> _DATA PROVIDED_
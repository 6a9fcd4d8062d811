use std::collections::HashSet;
use std::fs::File;
use std::io::{self, Read, Seek, SeekFrom};
use std::path::Path;
use std::sync::mpsc::{self, Receiver, SyncSender, TryRecvError};
use std::sync::{Arc, Mutex, MutexGuard, RwLock};
use std::thread;

use log::{debug, info, warn};

use crate::err::{DeserializationResult, EvtxError, Result};
use crate::evtx_chunk::{EvtxChunk, EvtxChunkHeader};
use crate::evtx_file_header::EvtxFileHeader;
use crate::settings::ParserSettings;
use crate::{EventMap, CHUNK_HEADER_SIZE, CHUNK_SIZE};

/// Depth of each per-chunk event queue; decode workers suspend at `send` when
/// the consumer lags.
const EVENT_QUEUE_DEPTH: usize = 64;

pub trait ReadSeek: Read + Seek {
    fn tell(&mut self) -> io::Result<u64> {
        self.stream_position()
    }
}

impl<T: Read + Seek> ReadSeek for T {}

/// A chunk header with the file offset it was read from; enough to order
/// chunks without loading their bodies.
#[derive(Debug, Clone)]
pub struct RawChunk {
    pub offset: u64,
    pub header: EvtxChunkHeader,
}

/// The shared byte source. The seek position is the only piece of state the
/// reading side shares, so a single mutex around the source serializes all
/// file access; everything downstream works on owned chunk buffers.
struct FileSource<T> {
    source: Mutex<T>,
    header: RwLock<EvtxFileHeader>,
}

impl<T: ReadSeek> FileSource<T> {
    fn lock_source(&self) -> io::Result<MutexGuard<'_, T>> {
        self.source
            .lock()
            .map_err(|_| io::Error::other("evtx source mutex poisoned"))
    }

    fn header(&self) -> EvtxFileHeader {
        match self.header.read() {
            Ok(header) => header.clone(),
            Err(poisoned) => poisoned.into_inner().clone(),
        }
    }

    /// Re-reads the file header; monitoring uses this to observe growth.
    fn reparse_header(&self) -> DeserializationResult<()> {
        let mut source = self.lock_source()?;
        source.seek(SeekFrom::Start(0))?;
        let parsed = EvtxFileHeader::from_stream(&mut *source)?;
        drop(source);

        match self.header.write() {
            Ok(mut header) => *header = parsed,
            Err(poisoned) => *poisoned.into_inner() = parsed,
        }
        Ok(())
    }

    fn read_exact_at(&self, offset: u64, buf: &mut [u8]) -> io::Result<()> {
        let mut source = self.lock_source()?;
        source.seek(SeekFrom::Start(offset))?;
        source.read_exact(buf)
    }

    fn fetch_raw_chunk(&self, offset: u64) -> DeserializationResult<RawChunk> {
        let mut buf = [0_u8; CHUNK_HEADER_SIZE];
        self.read_exact_at(offset, &mut buf)?;
        let header = EvtxChunkHeader::from_bytes(&buf)?;
        Ok(RawChunk { offset, header })
    }

    fn fetch_chunk_data(&self, offset: u64) -> DeserializationResult<Vec<u8>> {
        let mut buf = vec![0_u8; CHUNK_SIZE];
        self.read_exact_at(offset, &mut buf)?;
        Ok(buf)
    }
}

fn chunk_offset(header: &EvtxFileHeader, index: u16) -> u64 {
    u64::from(header.chunk_data_offset) + u64::from(index) * CHUNK_SIZE as u64
}

/// An EVTX file: a seekable byte source plus its parsed header.
///
/// The source is held exclusively. Chunk loads copy the chunk into an owned
/// buffer under the source lock, so decoding is free of I/O and safe to run
/// on background workers.
pub struct EvtxFile<T: ReadSeek> {
    inner: Arc<FileSource<T>>,
    settings: Arc<ParserSettings>,
}

impl EvtxFile<File> {
    pub fn from_path(path: impl AsRef<Path>) -> Result<Self> {
        let path = path.as_ref();
        let file = File::open(path).map_err(|source| EvtxError::FailedToOpenFile {
            source,
            path: path.to_path_buf(),
        })?;
        Self::from_read_seek(file)
    }
}

impl<T: ReadSeek> EvtxFile<T> {
    pub fn from_read_seek(mut source: T) -> Result<Self> {
        let header = EvtxFileHeader::from_stream(&mut source)
            .map_err(EvtxError::from)?;

        // Best effort only: the file may still be growing under a live writer.
        if let Ok(len) = source.seek(SeekFrom::End(0)) {
            let expected =
                u64::from(header.chunk_data_offset) + u64::from(header.chunk_count) * CHUNK_SIZE as u64;
            if expected > len {
                debug!(
                    "File is {len} bytes but the header declares {} chunks ({expected} bytes); it may still be growing",
                    header.chunk_count
                );
            }
        }

        Ok(EvtxFile {
            inner: Arc::new(FileSource {
                source: Mutex::new(source),
                header: RwLock::new(header),
            }),
            settings: Arc::new(ParserSettings::default()),
        })
    }

    pub fn with_settings(mut self, settings: ParserSettings) -> Self {
        self.settings = Arc::new(settings);
        self
    }

    pub fn settings(&self) -> &ParserSettings {
        &self.settings
    }

    pub fn header(&self) -> EvtxFileHeader {
        self.inner.header()
    }

    pub fn reparse_header(&self) -> Result<()> {
        self.inner.reparse_header().map_err(EvtxError::from)
    }

    /// Raw chunk headers in file order. Unreadable slots (e.g. a partially
    /// appended chunk at the end of a growing file) are skipped.
    pub fn unordered_chunks(&self) -> Vec<RawChunk> {
        let header = self.inner.header();
        let mut chunks = Vec::with_capacity(usize::from(header.chunk_count));
        for index in 0..header.chunk_count {
            let offset = chunk_offset(&header, index);
            match self.inner.fetch_raw_chunk(offset) {
                Ok(raw) => chunks.push(raw),
                Err(err) => {
                    warn!("Skipping unreadable chunk {index} at offset {offset}: {err}");
                }
            }
        }
        chunks
    }

    /// Raw chunk headers sorted ascending by their first record number. The
    /// file lays chunks out newest-first; sorting restores record order.
    pub fn chunks(&self) -> Vec<RawChunk> {
        let mut chunks = self.unordered_chunks();
        chunks.sort_by_key(|chunk| chunk.header.num_first_rec_log);
        chunks
    }

    /// Loads and fully parses the chunk at a file offset.
    pub fn fetch_chunk(&self, offset: u64) -> Result<EvtxChunk> {
        let data = self.inner.fetch_chunk_data(offset)?;
        EvtxChunk::parse(offset, data, &self.settings).map_err(EvtxError::from)
    }

    /// Serial event iteration in ascending record order. Undecodable records
    /// and chunks are logged and skipped.
    pub fn events(&self) -> Events<'_, T> {
        Events {
            file: self,
            chunks: self.chunks().into_iter(),
            current: Vec::new().into_iter(),
        }
    }

    /// Pipelined event iteration in ascending record order: chunks are
    /// decoded on background workers, at most `max_jobs` in flight.
    pub fn fast_events(&self) -> EventStream
    where
        T: Send + 'static,
    {
        self.spawn_pipeline(self.chunks())
    }

    /// Same pipeline as [`EvtxFile::fast_events`] fed with chunks in file
    /// order; no ordering guarantee across chunks.
    pub fn unordered_events(&self) -> EventStream
    where
        T: Send + 'static,
    {
        self.spawn_pipeline(self.unordered_chunks())
    }

    fn spawn_pipeline(&self, raw_chunks: Vec<RawChunk>) -> EventStream
    where
        T: Send + 'static,
    {
        let (chunk_tx, chunk_rx) = mpsc::sync_channel(self.settings.get_max_jobs());
        let inner = Arc::clone(&self.inner);
        let settings = Arc::clone(&self.settings);

        thread::spawn(move || {
            for raw in raw_chunks {
                let data = match inner.fetch_chunk_data(raw.offset) {
                    Ok(data) => data,
                    Err(err) => {
                        warn!("Skipping chunk at offset {}: {err}", raw.offset);
                        continue;
                    }
                };
                let events = spawn_chunk_worker(raw.offset, data, Arc::clone(&settings));
                if chunk_tx.send(events).is_err() {
                    // Consumer is gone.
                    return;
                }
            }
        });

        EventStream {
            chunk_rx,
            current: None,
        }
    }

    /// Watches a growing file, emitting events of chunks not seen before.
    ///
    /// Each sampling pass reparses the file header, deduplicates chunks by
    /// their record-ID endpoints and emits the new ones in ascending record
    /// order. Unless the settings ask for existing events, the first pass only
    /// marks what is already there. The monitor stops on the stop channel
    /// (sending a value, or dropping the sender) and when the chunk count
    /// saturates its 16-bit field.
    pub fn monitor_events(&self, stop: Receiver<()>) -> EventStream
    where
        T: Send + 'static,
    {
        let (chunk_tx, chunk_rx) = mpsc::sync_channel(self.settings.get_max_jobs());
        let inner = Arc::clone(&self.inner);
        let settings = Arc::clone(&self.settings);

        thread::spawn(move || monitor_loop(inner, settings, stop, chunk_tx));

        EventStream {
            chunk_rx,
            current: None,
        }
    }
}

fn should_stop(stop: &Receiver<()>) -> bool {
    // A dropped sender stops the monitor as well.
    !matches!(stop.try_recv(), Err(TryRecvError::Empty))
}

fn monitor_loop<T: ReadSeek + Send + 'static>(
    inner: Arc<FileSource<T>>,
    settings: Arc<ParserSettings>,
    stop: Receiver<()>,
    chunk_tx: SyncSender<Receiver<EventMap>>,
) {
    let mut seen: HashSet<i64> = HashSet::new();
    let mut silent_pass = !settings.should_monitor_existing();

    loop {
        if should_stop(&stop) {
            return;
        }

        if let Err(err) = inner.reparse_header() {
            warn!("Monitor failed to reparse the file header: {err}");
            thread::sleep(settings.get_monitor_sleep());
            continue;
        }
        let header = inner.header();

        let mut current_ids: HashSet<i64> = HashSet::new();
        let mut fresh: Vec<RawChunk> = Vec::new();

        for index in 0..header.chunk_count {
            let offset = chunk_offset(&header, index);
            let raw = match inner.fetch_raw_chunk(offset) {
                Ok(raw) => raw,
                Err(err) => {
                    debug!("Monitor skipping chunk {index} at offset {offset}: {err}");
                    continue;
                }
            };

            let first = raw.header.first_event_record_id;
            let last = raw.header.last_event_record_id;
            current_ids.insert(first);
            current_ids.insert(last);

            if seen.contains(&first) && seen.contains(&last) {
                continue;
            }
            seen.insert(first);
            seen.insert(last);

            if !silent_pass {
                fresh.push(raw);
            }
        }

        // Drop markers of chunks that disappeared, e.g. when the log wrapped.
        seen.retain(|id| current_ids.contains(id));
        silent_pass = false;

        fresh.sort_by_key(|raw| raw.header.num_first_rec_log);

        for raw in fresh {
            if should_stop(&stop) {
                return;
            }
            match inner.fetch_chunk_data(raw.offset) {
                Ok(data) => {
                    let events = spawn_chunk_worker(raw.offset, data, Arc::clone(&settings));
                    if chunk_tx.send(events).is_err() {
                        return;
                    }
                }
                Err(err) => warn!("Monitor failed to load chunk at offset {}: {err}", raw.offset),
            }
        }

        if header.chunk_count == u16::MAX {
            info!("Monitoring stopped: maximum chunk count reached");
            return;
        }

        thread::sleep(settings.get_monitor_sleep());
    }
}

/// Decodes one chunk on a worker thread, streaming its events through a
/// bounded queue.
fn spawn_chunk_worker(
    offset: u64,
    data: Vec<u8>,
    settings: Arc<ParserSettings>,
) -> Receiver<EventMap> {
    let (event_tx, event_rx) = mpsc::sync_channel(EVENT_QUEUE_DEPTH);

    thread::spawn(move || {
        let chunk = match EvtxChunk::parse(offset, data, &settings) {
            Ok(chunk) => chunk,
            Err(err) => {
                warn!("Skipping chunk at offset {offset}: {err}");
                return;
            }
        };

        for event in chunk.events(&settings) {
            match event {
                Ok(map) => {
                    if event_tx.send(map).is_err() {
                        return;
                    }
                }
                Err(err) => warn!("Skipping record in chunk at offset {offset}: {err}"),
            }
        }
    });

    event_rx
}

/// Serial iterator over all events, chunk by chunk.
pub struct Events<'a, T: ReadSeek> {
    file: &'a EvtxFile<T>,
    chunks: std::vec::IntoIter<RawChunk>,
    current: std::vec::IntoIter<EventMap>,
}

impl<T: ReadSeek> Iterator for Events<'_, T> {
    type Item = EventMap;

    fn next(&mut self) -> Option<EventMap> {
        loop {
            if let Some(event) = self.current.next() {
                return Some(event);
            }

            let raw = self.chunks.next()?;
            match self.file.fetch_chunk(raw.offset) {
                Ok(chunk) => {
                    let settings = self.file.settings();
                    let events: Vec<EventMap> = chunk
                        .events(settings)
                        .filter_map(|event| match event {
                            Ok(map) => Some(map),
                            Err(err) => {
                                warn!(
                                    "Skipping record in chunk at offset {}: {err}",
                                    raw.offset
                                );
                                None
                            }
                        })
                        .collect();
                    self.current = events.into_iter();
                }
                Err(err) => {
                    warn!("Skipping chunk at offset {}: {err}", raw.offset);
                }
            }
        }
    }
}

/// Iterator over the pipelined event queues, draining per-chunk receivers in
/// the order their chunks were scheduled.
pub struct EventStream {
    chunk_rx: Receiver<Receiver<EventMap>>,
    current: Option<Receiver<EventMap>>,
}

impl Iterator for EventStream {
    type Item = EventMap;

    fn next(&mut self) -> Option<EventMap> {
        loop {
            if let Some(events) = &self.current {
                match events.recv() {
                    Ok(event) => return Some(event),
                    Err(_) => self.current = None,
                }
            } else {
                match self.chunk_rx.recv() {
                    Ok(events) => self.current = Some(events),
                    Err(_) => return None,
                }
            }
        }
    }
}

> _WORK ORDER_
Note each line above that holds "move", then copy all of them.

> _RESPONSE BELOW_
        thread::spawn(move || {
        thread::spawn(move || monitor_loop(inner, settings, stop, chunk_tx));
    thread::spawn(move || {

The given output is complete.